4. Disclaimer of opinion
The auditor may issue a disclaimer of opinion, that is, publicly report that the auditor has chosen
not to issue an opinion. This may occur when Auditors decide they cannot be impartial or
independent regarding the company or organization audited.The auditor's scope of coverage was
substantially limited.The auditor has significant uncertainties regarding the appropriateness of
parts or all of the financial reports.

Difference Between Qualified And Unqualified Report

Unqualified Report
In an unqualified report, the auditors conclude that the financial statements of your business
present fairly its affairs in all material aspects. The opinion embodies the assumptions that your
business observed compliance with generally accepted accounting principles and statutory
requirements.

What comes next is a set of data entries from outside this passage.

//! plagemon — community beach-conditions reporting engine.
//!
//! Users submit categorized observations (sargassum level, weather,
//! swim safety, crowding) for Guadeloupe beaches. This crate normalizes
//! the raw submissions and aggregates recent ones into a per-category
//! decision with a reliability estimate, and a single marker status per
//! beach for map display.
//!
//! Data flow: report store → normalizer → aggregation engine →
//! presentation layer. The engine itself is pure and storage-agnostic:
//! it consumes an in-memory snapshot of reports plus an explicit clock
//! value and computes a fresh answer from exactly that snapshot.
//! Screen rendering, routing, and GPS acquisition are external
//! collaborators and do not live here.

pub mod analysis;
pub mod beaches;
pub mod config;
pub mod dev_mode;
pub mod geo;
pub mod labels;
pub mod logging;
pub mod model;
pub mod normalize;
pub mod store;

Also known as a clean report, such a report implies that any changes in the
accounting policies, their application and effects, are adequately determined and divulged. This
opinion does not tell that your business is in good economic health. It merely states that your
financial report is transparent and thorough and has not hidden important facts.
Qualified Report
A qualified report is one in which the auditor concludes that most matters have been dealt with
adequately, except for a few issues. An auditors report is qualified when there is either a
limitation of scope in the auditors work, or when there is a disagreement with management
regarding application, acceptability or adequacy of accounting policies. For auditors an issue
must be material or financially worth consideration to qualify a report. The issue should not be
pervasive, that is, the issue should not misrepresent the factual financial position. If issues are
material and pervasive, the auditor issues a disclaimer or adverse opinion. A qualified audit
report does not mean that your business is suffering, and it doesn't mean that your financial
statement isn't transparent. It merely reflects the auditors inability to give a clean report.

Other Difference
Another difference lies in the wording of the opinion paragraph of an auditors report. When
issuing an unqualified report the auditor might write, In our opinion, the financial statements
give a true and fair view of the financial position of XYZ Enterprises as of Conversely, the
opinion paragraph in a qualified report might begin with, In our opinion, except for the effects
of the following adjustments, if any, as might have been determined to be necessary had we been
able to perform tests on companies stocks, the financial statements give a true and fair view of
the financial position of XYZ Enterprises as Notice that there are exceptions in the
opinion paragraph of the qualified report.
Impact of Opinion
As a businessperson, you should keep in mind that there are deep-held perceptions about
auditors' opinions. Banks, investors and regulators such as the IRS rely on audited financial

statements for their analytical needs. Stakeholders such as banks and investors view qualified
audit report unfavorably. Therefore, you should hope to receive an unqualified audit report
because it gives a positive impression of your business. For example, if your business was issued
a qualified audit report on inventory matters, your bank is more likely to demand further details
about your inventory before issuing credit to you.